Exploring Approximations for Floating-Point Arithmetic using UppSAT

We consider the problem of solving floating-point constraints obtained from software verification. We present UppSAT — a new implementation of a systematic approximation refinement framework [ZWR17] as an abstract SMT solver. Provided with an approximation and a decision procedure (implemented in an off-the-shelf SMT solver), UppSAT yields an approximating SMT solver. Additionally, UppSAT includes a library of predefined approximation components which can be combined and extended to define new encodings, orderings and solving strategies. We propose that UppSAT can be used as a sandbox for easy and flexible exploration of new approximations.
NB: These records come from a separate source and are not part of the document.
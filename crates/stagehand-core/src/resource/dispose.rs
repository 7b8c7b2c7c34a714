// Copyright 2025 eraflo
//
// Licensed under the Apache License, Version 2.0 (the "License");
// you may not use this file except in compliance with the License.
// You may obtain a copy of the License at
//
//     http://www.apache.org/licenses/LICENSE-2.0
//
// Unless required by applicable law or agreed to in writing, software
// distributed under the License is distributed on an "AS IS" BASIS,
// WITHOUT WARRANTIES OR CONDITIONS OF ANY KIND, either express or implied.
// See the License for the specific language governing permissions and
// limitations under the License.

//! Disposal contract and the graph walker used to honour it.

use super::device::RenderDevice;
use super::handle::GpuHandle;
use crate::scene::{Geometry, Material, SceneNode, Texture};
use std::collections::HashSet;

/// An owner of GPU handles.
///
/// `dispose` releases everything the owner holds. It must be idempotent: a
/// second call does nothing, and no call ever fails. After disposal the owner
/// must not allocate again.
pub trait Disposable {
    /// Releases every owned handle.
    fn dispose(&mut self);

    /// Returns `true` once [`Disposable::dispose`] has run.
    fn is_disposed(&self) -> bool;
}

/// Releases handles through a device, at most once each.
///
/// Scene graphs share geometries, materials and textures through `Arc`, so a
/// naive walk would hit the same handle several times. A `ReleaseSet`
/// remembers what it has already released during one teardown, and can be
/// told to keep handles that are still owned elsewhere.
///
/// # Examples
///
/// ```
/// use stagehand_core::resource::{ReleaseSet, RenderDevice, ResourceKind, ResourceLedger};
///
/// let ledger = ResourceLedger::new();
/// let handle = ledger.allocate(ResourceKind::Texture, "albedo");
///
/// let mut releases = ReleaseSet::new(&ledger);
/// assert!(releases.release(handle));
/// assert!(!releases.release(handle));
/// assert_eq!(ledger.rejected_releases(), 0);
/// ```
pub struct ReleaseSet<'a> {
    device: &'a dyn RenderDevice,
    released: HashSet<GpuHandle>,
    retained: HashSet<GpuHandle>,
}

impl<'a> ReleaseSet<'a> {
    /// Starts a teardown against `device`.
    pub fn new(device: &'a dyn RenderDevice) -> Self {
        Self {
            device,
            released: HashSet::new(),
            retained: HashSet::new(),
        }
    }

    /// Marks handles that must survive this teardown.
    pub fn retain(&mut self, handles: impl IntoIterator<Item = GpuHandle>) {
        self.retained.extend(handles);
    }

    /// Releases `handle` unless it was already released or is retained.
    /// Returns `true` if the device was called.
    pub fn release(&mut self, handle: GpuHandle) -> bool {
        if self.retained.contains(&handle) || !self.released.insert(handle) {
            return false;
        }
        self.device.release(handle);
        true
    }

    /// Releases a geometry's buffers.
    pub fn release_geometry(&mut self, geometry: &Geometry) {
        self.release(geometry.handle());
    }

    /// Releases a texture.
    pub fn release_texture(&mut self, texture: &Texture) {
        self.release(texture.handle());
    }

    /// Releases a material and every texture it samples.
    pub fn release_material(&mut self, material: &Material) {
        for (_, texture) in material.textures() {
            self.release_texture(texture);
        }
        self.release(material.handle());
    }

    /// Walks `node` depth-first and releases every distinct handle found.
    pub fn release_node(&mut self, node: &SceneNode) {
        node.traverse(&mut |n| {
            if let Some(mesh) = &n.mesh {
                self.release_geometry(&mesh.geometry);
                self.release_material(&mesh.material);
            }
        });
    }

    /// Number of handles released so far.
    pub fn released_count(&self) -> usize {
        self.released.len()
    }
}
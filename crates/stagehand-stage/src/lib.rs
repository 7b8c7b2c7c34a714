// Copyright 2025 eraflo
//
// Licensed under the Apache License, Version 2.0 (the "License");
// you may not use this file except in compliance with the License.
// You may obtain a copy of the License at
//
//     http://www.apache.org/licenses/LICENSE-2.0
//
// Unless required by applicable law or agreed to in writing, software
// distributed under the License is distributed on an "AS IS" BASIS,
// WITHOUT WARRANTIES OR CONDITIONS OF ANY KIND, either express or implied.
// See the License for the specific language governing permissions and
// limitations under the License.

//! # Stagehand Stage
//!
//! Composes loaded assets into addressable stages and tears them down in a
//! fixed order.
//!
//! A [`Stage`] bundles a [`SceneContainer`], a [`CameraRig`], an
//! [`EnvironmentBuilder`] and a [`LightingRig`]. The [`StageCoordinator`]
//! creates stages, decides which one receives per-frame updates and owns the
//! [`ComponentRegistry`] and [`CameraManager`] shared by all of them. Assets
//! come from an injected [`AssetCache`](stagehand_io::AssetCache).

#![warn(missing_docs)]

pub mod camera;
pub mod components;
pub mod config;
pub mod coordinator;
pub mod environment;
pub mod error;
pub mod lighting;
pub mod presets;
pub mod scene;

pub use camera::{Camera, CameraManager, CameraPreset, CameraRig, OrbitControls};
pub use components::{ComponentKind, ComponentRef, ComponentRegistry, ComponentTemplate};
pub use config::{EnvironmentOptions, SceneSettings, StageConfig, StagehandConfig};
pub use coordinator::{RenderSubmitter, RenderView, Stage, StageCoordinator, StageId};
pub use environment::{
    EnvironmentBuilder, EnvironmentLight, EnvironmentLights, EnvironmentMap, MipLevel,
    PrefilterGenerator,
};
pub use error::StageError;
pub use lighting::{LightInstance, LightingRig};
pub use presets::{EnvironmentCategory, EnvironmentPreset, FogPreset};
pub use scene::{AddOptions, Background, EnvironmentBinding, Fog, SceneContainer};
To substantiate this, we explore several approximations of floating-point arithmetic. Approximations can be viewed as a composition of an encoding into a target theory, a precision ordering, and a number of strategies for model reconstruction and precision (or approximation) refinement. We present encodings of floating-point arithmetic into reduced precision floating-point arithmetic, real-arithmetic, and fixed-point arithmetic (encoded in the theory of bit-vectors). In an experimental evaluation, we compare the advantages and disadvantages of approximating solvers obtained by combining various encodings and decision procedures (based on existing state-of-the-art SMT solvers for floating-point, real, and bit-vector arithmetic).